Please take the entries below from the first line through the line containing "pub mod float_motion;" and repeat them exactly, leaving out everything after.

DATA RECORDS
========================

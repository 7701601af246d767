//! Text presenter
//!
//! [`TextPresenter`] is the per-label controller. Each tick it:
//!
//! 1. applies floating motion (independent of everything else)
//! 2. handles focus and keyboard device changes
//! 3. starts or restarts a typewriter reveal when content is new
//! 4. advances running reveal and fade jobs
//! 5. enters input capture once a prompt is revealed, if configured
//! 6. drains typed characters and redraws the input line
//!
//! ## States
//!
//! ```text
//! Idle -> Revealing -> Revealed -> Capturing -> Submitted
//!             ^            |
//!             +------------+  (content changed)
//! ```
//!
//! Content-change detection is off while capturing or submitted, so the
//! label's own echo of `prompt + line` is never mistaken for new content.

pub mod capture;
pub mod fade;
pub mod float_motion;
pub mod typewriter;

#[cfg(test)]
mod tests;

pub use capture::{CaretBlink, InputLine, LineAction};
pub use fade::FadeJob;
pub use float_motion::FloatMotion;
pub use typewriter::{RevealJob, RevealSettings};

use std::cell::RefCell;
use std::collections::VecDeque;
use std::rc::Rc;

use log::{debug, info, trace};

use crate::config::PresenterConfig;
use crate::events::{Event, EventArg, EventSystem, EventType, ARG_LABEL, ARG_TEXT};
use crate::foundation::collections::JobRegistry;
use crate::foundation::math::Vec3;
use crate::foundation::time::FrameTime;
use crate::input::{
    DeviceKind, InputSource, LifecycleEvent, LifecycleQueue, ListenerId, TextQueue,
};
use crate::ui::{LabelHandle, LabelId};

/// Outcome of advancing a timed job by one tick
#[derive(Debug, Clone, Copy, PartialEq, Eq)]
pub enum JobStep {
    /// More ticks needed
    Running,
    /// Reached its end state
    Completed,
    /// Its label no longer exists
    Abandoned,
}

/// Where a presenter is in its reveal/capture cycle
#[derive(Debug, Clone, Copy, PartialEq, Eq)]
pub enum PresenterState {
    /// Activated, nothing revealed yet
    Idle,
    /// A reveal of the current content is running
    Revealing,
    /// Content fully shown
    Revealed,
    /// Typed characters are being collected
    Capturing,
    /// Input was submitted; terminal until deactivation
    Submitted,
}

/// Reasons a manual capture request is refused
#[derive(thiserror::Error, Debug, Clone, Copy, PartialEq, Eq)]
pub enum PresenterError {
    /// The presenter is not active
    #[error("presenter is not active")]
    Inactive,

    /// The label is not configured as an input field
    #[error("label is not an input field")]
    NotInputField,

    /// The prompt has not finished revealing
    #[error("reveal has not completed")]
    RevealIncomplete,

    /// Capture is already running
    #[error("input capture already active")]
    AlreadyCapturing,

    /// Input was already submitted
    #[error("input already submitted")]
    InputLocked,

    /// There is no capture to submit
    #[error("input capture is not active")]
    NotCapturing,
}

/// Animated presentation controller for one label
pub struct TextPresenter {
    label: LabelHandle,
    config: PresenterConfig,
    input: Rc<RefCell<dyn InputSource>>,
    events: Rc<RefCell<EventSystem>>,
    listener: ListenerId,

    active: bool,
    state: PresenterState,
    float_motion: FloatMotion,
    base_position: Vec3,
    last_known_content: String,

    reveal_jobs: JobRegistry<LabelId, RevealJob>,
    caret_jobs: JobRegistry<LabelId, CaretBlink>,
    fade_jobs: JobRegistry<LabelId, FadeJob>,

    line: InputLine,
    text_queue: TextQueue,
    lifecycle_queue: LifecycleQueue,

    /// Unscaled time of the latest tick, used for event timestamps
    clock: f32,
}
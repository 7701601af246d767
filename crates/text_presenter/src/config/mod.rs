//! Configuration system
//!
//! [`PresenterConfig`] carries every option a label's presenter recognizes.
//! Configs can be loaded from and saved to TOML or RON files through the
//! [`Config`] trait; the format is picked from the file extension.

use std::path::Path;

use serde::{Deserialize, Serialize};

use crate::input::KeyCode;

/// On-disk encodings a config file may use
#[derive(Debug, Clone, Copy, PartialEq, Eq)]
pub enum ConfigFormat {
    /// `.toml`
    Toml,
    /// `.ron`
    Ron,
}

impl ConfigFormat {
    /// Pick the format from a file extension
    pub fn from_path(path: &Path) -> Result<Self, ConfigError> {
        match path.extension().and_then(|ext| ext.to_str()) {
            Some("toml") => Ok(Self::Toml),
            Some("ron") => Ok(Self::Ron),
            _ => Err(ConfigError::UnsupportedFormat(path.display().to_string())),
        }
    }
}

/// File-backed settings
///
/// Missing fields take their defaults, so implementors should carry
/// `#[serde(default)]`.
pub trait Config: Serialize + for<'de> Deserialize<'de> + Default {
    /// Read settings from a `.toml` or `.ron` file
    fn load_from_file(path: impl AsRef<Path>) -> Result<Self, ConfigError> {
        let path = path.as_ref();
        let format = ConfigFormat::from_path(path)?;
        let contents = std::fs::read_to_string(path)?;
        let config: Self = match format {
            ConfigFormat::Toml => toml::from_str(&contents).map_err(|e| ConfigError::Parse(e.to_string()))?,
            ConfigFormat::Ron => ron::from_str(&contents).map_err(|e| ConfigError::Parse(e.to_string()))?,
        };
        config.validate()?;
        Ok(config)
    }

    /// Reject settings that parse but cannot be used
    fn validate(&self) -> Result<(), ConfigError> {
        Ok(())
    }

    /// Write settings to a `.toml` or `.ron` file
    fn save_to_file(&self, path: impl AsRef<Path>) -> Result<(), ConfigError> {
        let path = path.as_ref();
        let contents = match ConfigFormat::from_path(path)? {
            ConfigFormat::Toml => {
                toml::to_string_pretty(self).map_err(|e| ConfigError::Serialize(e.to_string()))?
            }
            ConfigFormat::Ron => ron::ser::to_string_pretty(self, ron::ser::PrettyConfig::default())
                .map_err(|e| ConfigError::Serialize(e.to_string()))?,
        };
        std::fs::write(path, contents)?;
        Ok(())
    }
}

/// Failures loading, saving or validating a config
#[derive(thiserror::Error, Debug)]
pub enum ConfigError {
    /// The file could not be read or written
    #[error("config file I/O failed: {0}")]
    Io(#[from] std::io::Error),

    /// The file contents are not valid for the format
    #[error("config parse failed: {0}")]
    Parse(String),

    /// Settings could not be encoded
    #[error("config encode failed: {0}")]
    Serialize(String),

    /// The extension is neither `.toml` nor `.ron`
    #[error("unsupported config format: {0}")]
    UnsupportedFormat(String),

    /// A value is out of its accepted range
    #[error("invalid config setting: {0}")]
    Invalid(String),
}

/// # Presenter Configuration
///
/// Options for a single label's [`TextPresenter`](crate::TextPresenter).
/// Missing fields fall back to their defaults when deserializing.
#[derive(Debug, Clone, PartialEq, Serialize, Deserialize)]
#[serde(default)]
pub struct PresenterConfig {
    /// Whether the label bobs up and down
    pub floating_enabled: bool,
    /// Angular speed of the float oscillation (radians per second)
    pub float_speed: f32,
    /// Peak vertical offset of the float oscillation
    pub float_amplitude: f32,

    /// Whether content is revealed with the typewriter effect
    pub typewriter_enabled: bool,
    /// Reveal rate; zero or less reveals instantly
    pub chars_per_second: f32,
    /// Reveal on real time instead of scaled game time
    pub use_unscaled_time: bool,
    /// Clear the label before each reveal starts
    pub reset_content_before_reveal: bool,

    /// Whether the label turns into a line-entry field
    pub is_input_field: bool,
    /// Enter capture automatically once the prompt is revealed
    pub auto_enter_capture_on_reveal_complete: bool,
    /// Keys that submit the line while capturing
    pub submit_trigger_keys: Vec<KeyCode>,
    /// Seconds between caret visibility toggles
    pub caret_blink_interval_seconds: f32,
    /// Glyph drawn for the caret
    pub caret_glyph: char,
    /// Text placed between the prompt and the typed line
    pub prompt_separator: String,
}

impl Default for PresenterConfig {
    fn default() -> Self {
        Self {
            floating_enabled: false,
            float_speed: 2.0,
            float_amplitude: 0.5,
            typewriter_enabled: true,
            chars_per_second: 30.0,
            use_unscaled_time: true,
            reset_content_before_reveal: true,
            is_input_field: false,
            auto_enter_capture_on_reveal_complete: true,
            submit_trigger_keys: vec![KeyCode::Enter, KeyCode::KeypadEnter],
            caret_blink_interval_seconds: 0.5,
            caret_glyph: '_',
            prompt_separator: " ".to_string(),
        }
    }
}

impl Config for PresenterConfig {
    /// Check numeric settings are usable
    ///
    /// A non-positive reveal rate is valid (it means "reveal instantly"), but
    /// it must still be a number.
    fn validate(&self) -> Result<(), ConfigError> {
        if !self.float_speed.is_finite() || !self.float_amplitude.is_finite() {
            return Err(ConfigError::Invalid("float speed and amplitude must be finite".to_string()));
        }
        if self.chars_per_second.is_nan() {
            return Err(ConfigError::Invalid("chars_per_second must be a number".to_string()));
        }
        if !(self.caret_blink_interval_seconds.is_finite() && self.caret_blink_interval_seconds > 0.0) {
            return Err(ConfigError::Invalid(format!(
                "caret_blink_interval_seconds must be positive, got {}",
                self.caret_blink_interval_seconds
            )));
        }
        Ok(())
    }
}

impl PresenterConfig {
    /// Parse a config from TOML text
    pub fn from_toml_str(contents: &str) -> Result<Self, ConfigError> {
        let config: Self = toml::from_str(contents).map_err(|e| ConfigError::Parse(e.to_string()))?;
        config.validate()?;
        Ok(config)
    }
}
//! Input management system
//!
//! The presenter never talks to a concrete device. It sees an [`InputSource`]
//! that hands out two kinds of subscription:
//!
//! - **Text**: characters typed while the application has focus
//! - **Lifecycle**: focus changes and device attach/detach notifications
//!
//! Events are pushed into listener-owned queues between ticks and drained by
//! the listener during its own tick, so arrival order is preserved.

pub mod keyboard;

pub use keyboard::Keyboard;

use serde::{Deserialize, Serialize};
use std::cell::RefCell;
use std::collections::VecDeque;
use std::rc::Rc;
use std::sync::atomic::{AtomicU64, Ordering};

/// Identity of a subscriber on an [`InputSource`]
///
/// One source can serve listeners from several canvases, so ids come from a
/// process-wide counter rather than from any per-canvas key.
#[derive(Debug, Clone, Copy, PartialEq, Eq, Hash)]
pub struct ListenerId(pub u64);

static NEXT_LISTENER: AtomicU64 = AtomicU64::new(1);

impl ListenerId {
    /// Allocate an id no other listener in this process holds
    pub fn next() -> Self {
        Self(NEXT_LISTENER.fetch_add(1, Ordering::Relaxed))
    }
}

/// Queue receiving typed characters
pub type TextQueue = Rc<RefCell<VecDeque<char>>>;

/// Queue receiving focus and device notifications
pub type LifecycleQueue = Rc<RefCell<VecDeque<LifecycleEvent>>>;

/// Kind of input device reported by lifecycle events
#[derive(Debug, Clone, Copy, PartialEq, Eq, Hash)]
pub enum DeviceKind {
    /// Physical keyboard
    Keyboard,
    /// Mouse or trackpad
    Mouse,
    /// Game controller
    Gamepad,
}

/// Device availability change
#[derive(Debug, Clone, Copy, PartialEq, Eq)]
pub enum DeviceChange {
    /// Device plugged in for the first time
    Added,
    /// Device unplugged and forgotten
    Removed,
    /// Device lost connection but may come back
    Disconnected,
    /// Previously disconnected device is back
    Reconnected,
}

impl DeviceChange {
    /// Whether the device can deliver input after this change
    pub fn is_available(self) -> bool {
        matches!(self, Self::Added | Self::Reconnected)
    }
}

/// Notification delivered on the lifecycle channel
#[derive(Debug, Clone, Copy, PartialEq, Eq)]
pub enum LifecycleEvent {
    /// Application focus gained (`true`) or lost (`false`)
    FocusChanged(bool),
    /// A device changed availability
    DeviceChanged {
        /// Which device
        device: DeviceKind,
        /// What happened to it
        change: DeviceChange,
    },
}

/// Source of keyboard input for presenters
///
/// Subscribing the same listener twice is not deduplicated: both
/// subscriptions receive every event. Listeners are expected to unsubscribe
/// before subscribing. Unsubscribing a listener that holds no subscription
/// is a no-op.
pub trait InputSource {
    /// Start delivering typed characters to `queue`
    fn subscribe_text(&mut self, listener: ListenerId, queue: TextQueue);

    /// Stop delivering typed characters to `listener`
    fn unsubscribe_text(&mut self, listener: ListenerId);

    /// Start delivering focus and device notifications to `queue`
    fn subscribe_lifecycle(&mut self, listener: ListenerId, queue: LifecycleQueue);

    /// Stop delivering focus and device notifications to `listener`
    fn unsubscribe_lifecycle(&mut self, listener: ListenerId);

    /// Whether `key` went down during the current tick
    fn was_pressed_this_tick(&self, key: KeyCode) -> bool;

    /// Whether a keyboard is currently attached
    fn keyboard_connected(&self) -> bool;
}

/// Keys a presenter can poll, e.g. as submit triggers
///
/// Typed characters arrive on the text channel instead.
#[derive(Debug, Clone, Copy, PartialEq, Eq, Hash, Serialize, Deserialize)]
pub enum KeyCode {
    /// Space key
    Space,
    /// Enter key
    Enter,
    /// Enter key on the numeric keypad
    KeypadEnter,
    /// Tab key
    Tab,
    /// Backspace key
    Backspace,
    /// Delete key
    Delete,
    /// Escape key
    Escape,
    /// Up arrow
    Up,
    /// Down arrow
    Down,
    /// Left arrow
    Left,
    /// Right arrow
    Right,
}
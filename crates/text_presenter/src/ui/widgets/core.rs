//! Core UI widget primitives
//!
//! Shared types and structures used by all label widgets.

use crate::foundation::math::Vec3;

/// Base element properties
#[derive(Debug, Clone, PartialEq)]
pub struct UIElement {
    /// Position relative to the parent
    pub local_position: Vec3,

    /// Opacity in `[0, 1]`
    pub opacity: f32,
}

impl Default for UIElement {
    fn default() -> Self {
        Self {
            local_position: Vec3::zeros(),
            opacity: 1.0,
        }
    }
}

impl UIElement {
    /// Create an element at a position
    pub fn at(local_position: Vec3) -> Self {
        Self {
            local_position,
            ..Self::default()
        }
    }

    /// Set opacity, clamped to `[0, 1]`
    pub fn set_opacity(&mut self, alpha: f32) {
        self.opacity = alpha.clamp(0.0, 1.0);
    }
}
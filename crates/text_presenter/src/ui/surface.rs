//! Display Surface Trait
//!
//! Defines the interface between presenters and whatever draws the text.
//! Keeps the presenter independent of font shaping and layout specifics.

use std::cell::RefCell;
use std::rc::Rc;

use bitflags::bitflags;

use crate::foundation::math::Vec3;

bitflags! {
    /// What a surface can do beyond holding a transform
    #[derive(Debug, Clone, Copy, PartialEq, Eq, Hash)]
    pub struct SurfaceCapabilities: u8 {
        /// Holds literal text content
        const TEXT = 1;
        /// Can hide all but the first N characters of its text
        const VISIBLE_CHARACTER_LIMIT = 1 << 1;
        /// Needs an explicit layout pass after text changes
        const LAYOUT = 1 << 2;
    }
}

/// Shared, single-threaded reference to a surface
pub type SharedSurface = Rc<RefCell<dyn DisplaySurface>>;

/// Backend-agnostic text label interface
pub trait DisplaySurface {
    /// Capabilities of this surface kind
    fn capabilities(&self) -> SurfaceCapabilities;

    /// Human-readable name used in diagnostics
    fn name(&self) -> &str;

    /// Literal text content
    fn text(&self) -> &str;

    /// Replace the literal text content
    fn set_text(&mut self, text: &str);

    /// Limit display to the first `count` characters (`None` shows everything)
    ///
    /// Surfaces without [`SurfaceCapabilities::VISIBLE_CHARACTER_LIMIT`] ignore this.
    fn set_visible_characters(&mut self, count: Option<usize>);

    /// Current visible-character limit
    fn visible_characters(&self) -> Option<usize>;

    /// Text as it currently appears on screen
    fn displayed_text(&self) -> String {
        match self.visible_characters() {
            Some(count) => self.text().chars().take(count).collect(),
            None => self.text().to_string(),
        }
    }

    /// Current opacity in `[0, 1]`
    fn opacity(&self) -> f32;

    /// Set opacity, clamped to `[0, 1]`
    fn set_opacity(&mut self, alpha: f32);

    /// Rebuild layout after a text change
    fn force_layout(&mut self);

    /// Characters the surface can display, as of the last layout pass
    ///
    /// Surfaces without [`SurfaceCapabilities::LAYOUT`] count their text directly.
    fn character_count(&self) -> usize {
        self.text().chars().count()
    }

    /// Position relative to the parent
    fn local_position(&self) -> Vec3;

    /// Move relative to the parent
    fn set_local_position(&mut self, position: Vec3);
}
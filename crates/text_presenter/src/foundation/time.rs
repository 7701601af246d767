//! Time management utilities
//!
//! Every animation in the crate is advanced with a [`FrameTime`] snapshot.
//! The snapshot carries both the scaled delta (affected by the global time
//! scale, which is zero while the game is paused) and the unscaled delta,
//! which keeps running regardless.

use std::time::Instant;

/// Per-frame timing snapshot handed to every tick
#[derive(Debug, Clone, Copy, PartialEq, Default)]
pub struct FrameTime {
    /// Scaled time since the last frame in seconds
    pub delta: f32,
    /// Real time since the last frame in seconds
    pub unscaled_delta: f32,
    /// Scaled time since the timer started
    pub total: f32,
    /// Real time since the timer started
    pub unscaled_total: f32,
}

impl FrameTime {
    /// Build a snapshot where scaled and unscaled clocks agree
    pub fn fixed(delta: f32, total: f32) -> Self {
        Self {
            delta,
            unscaled_delta: delta,
            total,
            unscaled_total: total,
        }
    }

    /// Pick the delta matching the requested clock
    pub fn delta_for(&self, unscaled: bool) -> f32 {
        if unscaled {
            self.unscaled_delta
        } else {
            self.delta
        }
    }
}

/// High-precision timer for frame timing
pub struct Timer {
    last_frame: Instant,
    time_scale: f32,
    frame: FrameTime,
    frame_count: u64,
}

impl Default for Timer {
    fn default() -> Self {
        Self::new()
    }
}

impl Timer {
    /// Create a new timer
    pub fn new() -> Self {
        Self {
            last_frame: Instant::now(),
            time_scale: 1.0,
            frame: FrameTime::default(),
            frame_count: 0,
        }
    }

    /// Update the timer from the wall clock (should be called once per frame)
    pub fn update(&mut self) {
        let now = Instant::now();
        let elapsed = now.duration_since(self.last_frame).as_secs_f32();
        self.last_frame = now;
        self.advance(elapsed);
    }

    /// Step the timer by a fixed amount of real time
    ///
    /// Used for fixed-timestep loops and deterministic tests.
    pub fn advance(&mut self, unscaled_delta: f32) {
        let unscaled_delta = unscaled_delta.max(0.0);
        let delta = unscaled_delta * self.time_scale;
        self.frame = FrameTime {
            delta,
            unscaled_delta,
            total: self.frame.total + delta,
            unscaled_total: self.frame.unscaled_total + unscaled_delta,
        };
        self.frame_count += 1;
    }

    /// Set the global time scale (0 pauses scaled time)
    pub fn set_time_scale(&mut self, scale: f32) {
        self.time_scale = scale.max(0.0);
    }

    /// Current global time scale
    pub fn time_scale(&self) -> f32 {
        self.time_scale
    }

    /// Timing snapshot of the most recent frame
    pub fn frame(&self) -> FrameTime {
        self.frame
    }

    /// Get the current frame count
    pub fn frame_count(&self) -> u64 {
        self.frame_count
    }
}
//! Text widgets - labels and text display
//!
//! Two label kinds exist. [`RichTextLabel`] keeps its whole text and can hide
//! trailing characters, the way mesh-based text components work.
//! [`PlainTextLabel`] only knows its literal string, so anything that wants
//! partial display has to write a shorter string into it.

use super::core::UIElement;
use crate::foundation::math::Vec3;
use crate::ui::surface::{DisplaySurface, SurfaceCapabilities};

/// Mesh-style text label supporting a visible-character limit
#[derive(Debug, Clone)]
pub struct RichTextLabel {
    /// Base element properties
    pub element: UIElement,

    /// Name used in diagnostics
    pub name: String,

    text: String,
    visible_characters: Option<usize>,

    /// Character count as of the last layout pass
    character_count: usize,
}

impl RichTextLabel {
    /// Create a label showing `text`
    pub fn new(text: impl Into<String>) -> Self {
        let text = text.into();
        Self {
            element: UIElement::default(),
            name: "rich_text".to_string(),
            character_count: text.chars().count(),
            text,
            visible_characters: None,
        }
    }

    /// Set the diagnostic name (builder pattern)
    #[must_use]
    pub fn with_name(mut self, name: impl Into<String>) -> Self {
        self.name = name.into();
        self
    }

    /// Set the initial position (builder pattern)
    #[must_use]
    pub fn with_position(mut self, position: Vec3) -> Self {
        self.element.local_position = position;
        self
    }
}

impl DisplaySurface for RichTextLabel {
    fn capabilities(&self) -> SurfaceCapabilities {
        SurfaceCapabilities::TEXT
            | SurfaceCapabilities::VISIBLE_CHARACTER_LIMIT
            | SurfaceCapabilities::LAYOUT
    }

    fn name(&self) -> &str {
        &self.name
    }

    fn text(&self) -> &str {
        &self.text
    }

    fn set_text(&mut self, text: &str) {
        text.clone_into(&mut self.text);
    }

    fn set_visible_characters(&mut self, count: Option<usize>) {
        self.visible_characters = count;
    }

    fn visible_characters(&self) -> Option<usize> {
        self.visible_characters
    }

    fn opacity(&self) -> f32 {
        self.element.opacity
    }

    fn set_opacity(&mut self, alpha: f32) {
        self.element.set_opacity(alpha);
    }

    fn force_layout(&mut self) {
        self.character_count = self.text.chars().count();
    }

    fn character_count(&self) -> usize {
        self.character_count
    }

    fn local_position(&self) -> Vec3 {
        self.element.local_position
    }

    fn set_local_position(&mut self, position: Vec3) {
        self.element.local_position = position;
    }
}

/// Plain string label without partial-display support
#[derive(Debug, Clone)]
pub struct PlainTextLabel {
    /// Base element properties
    pub element: UIElement,

    /// Name used in diagnostics
    pub name: String,

    text: String,
}

impl PlainTextLabel {
    /// Create a label showing `text`
    pub fn new(text: impl Into<String>) -> Self {
        Self {
            element: UIElement::default(),
            name: "plain_text".to_string(),
            text: text.into(),
        }
    }

    /// Set the diagnostic name (builder pattern)
    #[must_use]
    pub fn with_name(mut self, name: impl Into<String>) -> Self {
        self.name = name.into();
        self
    }

    /// Set the initial position (builder pattern)
    #[must_use]
    pub fn with_position(mut self, position: Vec3) -> Self {
        self.element.local_position = position;
        self
    }
}

impl DisplaySurface for PlainTextLabel {
    fn capabilities(&self) -> SurfaceCapabilities {
        SurfaceCapabilities::TEXT
    }

    fn name(&self) -> &str {
        &self.name
    }

    fn text(&self) -> &str {
        &self.text
    }

    fn set_text(&mut self, text: &str) {
        text.clone_into(&mut self.text);
    }

    fn set_visible_characters(&mut self, _count: Option<usize>) {}

    fn visible_characters(&self) -> Option<usize> {
        None
    }

    fn opacity(&self) -> f32 {
        self.element.opacity
    }

    fn set_opacity(&mut self, alpha: f32) {
        self.element.set_opacity(alpha);
    }

    fn force_layout(&mut self) {}

    fn local_position(&self) -> Vec3 {
        self.element.local_position
    }

    fn set_local_position(&mut self, position: Vec3) {
        self.element.local_position = position;
    }
}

========================

WRITTEN RESPONSE
repository 7701601af246d767
//! Text presenter
//!
//! [`TextPresenter`] is the per-label controller. Each tick it:
//!
//! 1. applies floating motion (independent of everything else)
//! 2. handles focus and keyboard device changes
//! 3. starts or restarts a typewriter reveal when content is new
//! 4. advances running reveal and fade jobs
//! 5. enters input capture once a prompt is revealed, if configured
//! 6. drains typed characters and redraws the input line
//!
//! ## States
//!
//! ```text
//! Idle -> Revealing -> Revealed -> Capturing -> Submitted
//!             ^            |
//!             +------------+  (content changed)
//! ```
//!
//! Content-change detection is off while capturing or submitted, so the
//! label's own echo of `prompt + line` is never mistaken for new content.

pub mod capture;
pub mod fade;
pub mod float_motion;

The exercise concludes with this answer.